June 11th, 2010, 08:48 PM
%windir%/system/taskmgr.exe -- is this malware?
On a Windows 2000 server I find CPU usage nearly 100%. The process using most CPU is C:\WINNT\system\taskmgr.exe. This is not the Windows Task manager found in the system32 directory. I killed the process and find that the exe is started as a result of starting a service called TaskMgr. The command line associated with this service is:
C:\WINNT\system\app2srv.exe SERVICE /SN="Taskmgr" /PM="C:\WINNT\system\taskmgr.exe"

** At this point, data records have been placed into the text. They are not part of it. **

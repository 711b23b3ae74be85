//! Persisted cache state.
//!
//! The blob handed to the delegate is versioned JSON. Reports are written in
//! creation order; InFlight reports are written as Queued so that uploads
//! abandoned at shutdown are retried after restart. The attempt they were
//! on never produced an outcome, so it is not counted. Terminal and doomed
//! reports are omitted. Endpoint backoff is written as the delay remaining
//! at snapshot time, since monotonic ticks do not survive a restart.

use crate::cache::ReportingCache;
use crate::clock::Ticks;
use crate::error::{ReportingError, ReportingResult};
use crate::types::{
    BackoffState, EndpointClient, EndpointKey, Origin, Report, ReportId, ReportStatus,
};
use chrono::{DateTime, Utc};
use serde::{Deserialize, Serialize};
use std::time::Duration;
use tracing::debug;
use url::Url;

pub const PERSISTED_STATE_VERSION: u32 = 1;

#[derive(Debug, Clone, PartialEq, Serialize, Deserialize)]
pub struct PersistedState {
    pub version: u32,
    pub saved_at: DateTime<Utc>,
    pub reports: Vec<PersistedReport>,
    pub endpoints: Vec<PersistedEndpoint>,
}

#[derive(Debug, Clone, PartialEq, Serialize, Deserialize)]
pub struct PersistedReport {
    pub id: ReportId,
    pub url: Url,
    pub origin: Origin,
    pub group: String,
    #[serde(rename = "type")]
    pub report_type: String,
    pub body: serde_json::Value,
    pub created_at: DateTime<Utc>,
    pub attempts: u32,
}

#[derive(Debug, Clone, PartialEq, Serialize, Deserialize)]
pub struct PersistedEndpoint {
    pub origin: Origin,
    pub group: String,
    pub url: Url,
    pub priority: u32,
    pub weight: u32,
    #[serde(default)]
    pub include_subdomains: bool,
    #[serde(default, skip_serializing_if = "Option::is_none")]
    pub expires: Option<DateTime<Utc>>,
    pub last_used: DateTime<Utc>,
    #[serde(default)]
    pub consecutive_failures: u32,
    /// Backoff remaining when the snapshot was taken.
    #[serde(default, skip_serializing_if = "Option::is_none")]
    pub backoff_remaining_ms: Option<u64>,
}

/// What a restore kept and dropped.
#[derive(Debug, Clone, Copy, Default, PartialEq, Eq)]
pub struct RestoreSummary {
    pub reports: usize,
    pub endpoints: usize,
    pub dropped_reports: usize,
    pub dropped_endpoints: usize,
}

impl PersistedState {
    /// Captures the cache contents.
    pub fn snapshot(cache: &ReportingCache, now: DateTime<Utc>, ticks: Ticks) -> Self {
        let reports = cache
            .reports()
            .into_iter()
            .filter(|report| !report.status.is_terminal() && !report.is_doomed())
            .map(|report| PersistedReport {
                id: report.id,
                url: report.url.clone(),
                origin: report.origin.clone(),
                group: report.group.clone(),
                report_type: report.report_type.clone(),
                body: report.body.clone(),
                created_at: report.created_at,
                attempts: if report.status == ReportStatus::InFlight {
                    report.attempts.saturating_sub(1)
                } else {
                    report.attempts
                },
            })
            .collect();

        let endpoints = cache
            .endpoints()
            .filter(|client| !client.backoff.permanently_disabled)
            .map(|client| PersistedEndpoint {
                origin: client.key.origin.clone(),
                group: client.key.group.clone(),
                url: client.key.url.clone(),
                priority: client.priority,
                weight: client.weight,
                include_subdomains: client.include_subdomains,
                expires: client.expires,
                last_used: client.last_used,
                consecutive_failures: client.backoff.consecutive_failures,
                backoff_remaining_ms: client
                    .backoff
                    .next_eligible
                    .map(|at| ticks.until(at).as_millis() as u64)
                    .filter(|ms| *ms > 0),
            })
            .collect();

        Self {
            version: PERSISTED_STATE_VERSION,
            saved_at: now,
            reports,
            endpoints,
        }
    }

    pub fn to_bytes(&self) -> ReportingResult<Vec<u8>> {
        Ok(serde_json::to_vec(self)?)
    }

    pub fn from_bytes(bytes: &[u8]) -> ReportingResult<Self> {
        let state: PersistedState = serde_json::from_slice(bytes)?;
        if state.version != PERSISTED_STATE_VERSION {
            return Err(ReportingError::Persistence(format!(
                "unsupported state version {}",
                state.version
            )));
        }
        Ok(state)
    }

    /// Loads the snapshot into `cache`.
    ///
    /// Reports past the age limit or out of attempts and expired endpoints
    /// are dropped. Capacity limits apply. The cache is left clean.
    pub fn restore_into(
        self,
        cache: &mut ReportingCache,
        now: DateTime<Utc>,
        ticks: Ticks,
        restore_reports: bool,
        restore_endpoints: bool,
    ) -> RestoreSummary {
        let mut summary = RestoreSummary::default();
        let max_age = cache.policy().max_report_age;
        let max_attempts = cache.policy().max_attempts;

        if restore_endpoints {
            for endpoint in self.endpoints {
                if endpoint.expires.is_some_and(|expires| expires <= now) {
                    summary.dropped_endpoints += 1;
                    continue;
                }
                let client = EndpointClient {
                    key: EndpointKey::new(endpoint.origin, endpoint.group, endpoint.url),
                    priority: endpoint.priority,
                    weight: endpoint.weight,
                    include_subdomains: endpoint.include_subdomains,
                    expires: endpoint.expires,
                    last_used: endpoint.last_used,
                    backoff: BackoffState {
                        consecutive_failures: endpoint.consecutive_failures,
                        next_eligible: endpoint
                            .backoff_remaining_ms
                            .map(|ms| ticks + Duration::from_millis(ms)),
                        permanently_disabled: false,
                    },
                };
                if cache.restore_endpoint(client) {
                    summary.endpoints += 1;
                } else {
                    summary.dropped_endpoints += 1;
                }
            }
        } else {
            summary.dropped_endpoints = self.endpoints.len();
        }

        if restore_reports {
            let mut reports = self.reports;
            reports.sort_by_key(|report| report.created_at);
            for persisted in reports {
                let report = Report {
                    id: persisted.id,
                    url: persisted.url,
                    origin: persisted.origin,
                    group: persisted.group,
                    report_type: persisted.report_type,
                    body: persisted.body,
                    created_at: persisted.created_at,
                    attempts: persisted.attempts,
                    status: ReportStatus::Queued,
                    seq: 0,
                    doomed: false,
                };
                if report.age(now) > max_age
                    || report.attempts >= max_attempts
                    || !cache.restore_report(report)
                {
                    summary.dropped_reports += 1;
                } else {
                    summary.reports += 1;
                }
            }
        } else {
            summary.dropped_reports = self.reports.len();
        }

        cache.take_dirty();
        debug!(
            reports = summary.reports,
            endpoints = summary.endpoints,
            dropped_reports = summary.dropped_reports,
            dropped_endpoints = summary.dropped_endpoints,
            "Restored persisted state"
        );
        summary
    }
}
//! Logging initialization for the daemon.
//!
//! Installs a `tracing-subscriber` registry with an `EnvFilter` and one
//! formatting layer: compact text or JSON lines, on stderr or appended
//! to a log file. `RUST_LOG` takes precedence over the configured level.

use anyhow::{Context, Result};
use std::fs::{File, OpenOptions};
use std::path::Path;
use std::sync::Mutex;
use tracing_subscriber::layer::SubscriberExt;
use tracing_subscriber::util::SubscriberInitExt;
use tracing_subscriber::{EnvFilter, Layer};

/// Where and how log lines are written.
#[derive(Debug, Clone, Default)]
pub struct LogOptions<'a> {
    pub level: &'a str,
    pub json: bool,
    /// Append to this file instead of writing to stderr.
    pub file: Option<&'a Path>,
}

/// Builds the filter: `RUST_LOG` if set and valid, else `level`.
pub fn env_filter(level: &str) -> Result<EnvFilter> {
    EnvFilter::try_from_default_env()
        .or_else(|_| EnvFilter::try_new(level))
        .with_context(|| format!("Invalid log level: {}", level))
}

/// Initialize the global subscriber. Fails if one is already installed.
pub fn init_logging(options: LogOptions<'_>) -> Result<()> {
    let filter = env_filter(options.level)?;

    let layer = match (options.file, options.json) {
        (None, false) => tracing_subscriber::fmt::layer()
            .with_target(true)
            .compact()
            .with_writer(std::io::stderr)
            .boxed(),
        (None, true) => tracing_subscriber::fmt::layer()
            .json()
            .with_writer(std::io::stderr)
            .boxed(),
        (Some(path), false) => tracing_subscriber::fmt::layer()
            .with_target(true)
            .compact()
            .with_ansi(false)
            .with_writer(Mutex::new(open_log_file(path)?))
            .boxed(),
        (Some(path), true) => tracing_subscriber::fmt::layer()
            .json()
            .with_writer(Mutex::new(open_log_file(path)?))
            .boxed(),
    };

    tracing_subscriber::registry()
        .with(layer.with_filter(filter))
        .try_init()
        .context("Failed to install tracing subscriber")?;

    tracing::debug!(
        json = options.json,
        file = options.file.map(|p| p.display().to_string()),
        "logging initialized"
    );
    Ok(())
}

/// Opens `path` for appending, creating parent directories.
pub fn open_log_file(path: &Path) -> Result<File> {
    if let Some(parent) = path.parent() {
        std::fs::create_dir_all(parent)?;
    }
    OpenOptions::new()
        .create(true)
        .append(true)
        .open(path)
        .with_context(|| format!("Failed to open log file {}", path.display()))
}

#[cfg(test)]
mod tests {
    use super::*;
    use std::io::Write;
    use tempfile::tempdir;

    #[test]
    fn open_log_file_creates_parents_and_appends() {
        let dir = tempdir().unwrap();
        let path = dir.path().join("logs").join("reportingd.log");

        open_log_file(&path).unwrap().write_all(b"one\n").unwrap();
        open_log_file(&path).unwrap().write_all(b"two\n").unwrap();

        assert_eq!(std::fs::read_to_string(&path).unwrap(), "one\ntwo\n");
    }

    #[test]
    fn env_filter_accepts_levels() {
        for level in ["trace", "debug", "info", "warn", "error", "reporting_core=debug"] {
            assert!(env_filter(level).is_ok(), "{}", level);
        }
    }
}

The description is "Windows Task Menager - Process controler" and the display name is "Task Menager" (note the misspelling). There are many other of the windows services dependent on it, so that when they are run, the "Task Menager" service launches. For instance, re-starting IIS will cause it to launch. I haven't been able to find anything very informative about it on the web, so I am wondering if anyone out there has any experience with it.
June 11th, 2010, 10:34 PM
You'd think a legitimate program would at least have it's name spelled correctly. A bit of Googling supports this.
Blast it away. Best pay some attention to the sticky as well.
June 11th, 2010, 10:47 PM
And anytime you find a file with the name of a windows file and it's not in the correct directory you should be very, very suspicious.
Bartender to Rene Descartes "have another beer?" Descartes: "I think not" and he vanished.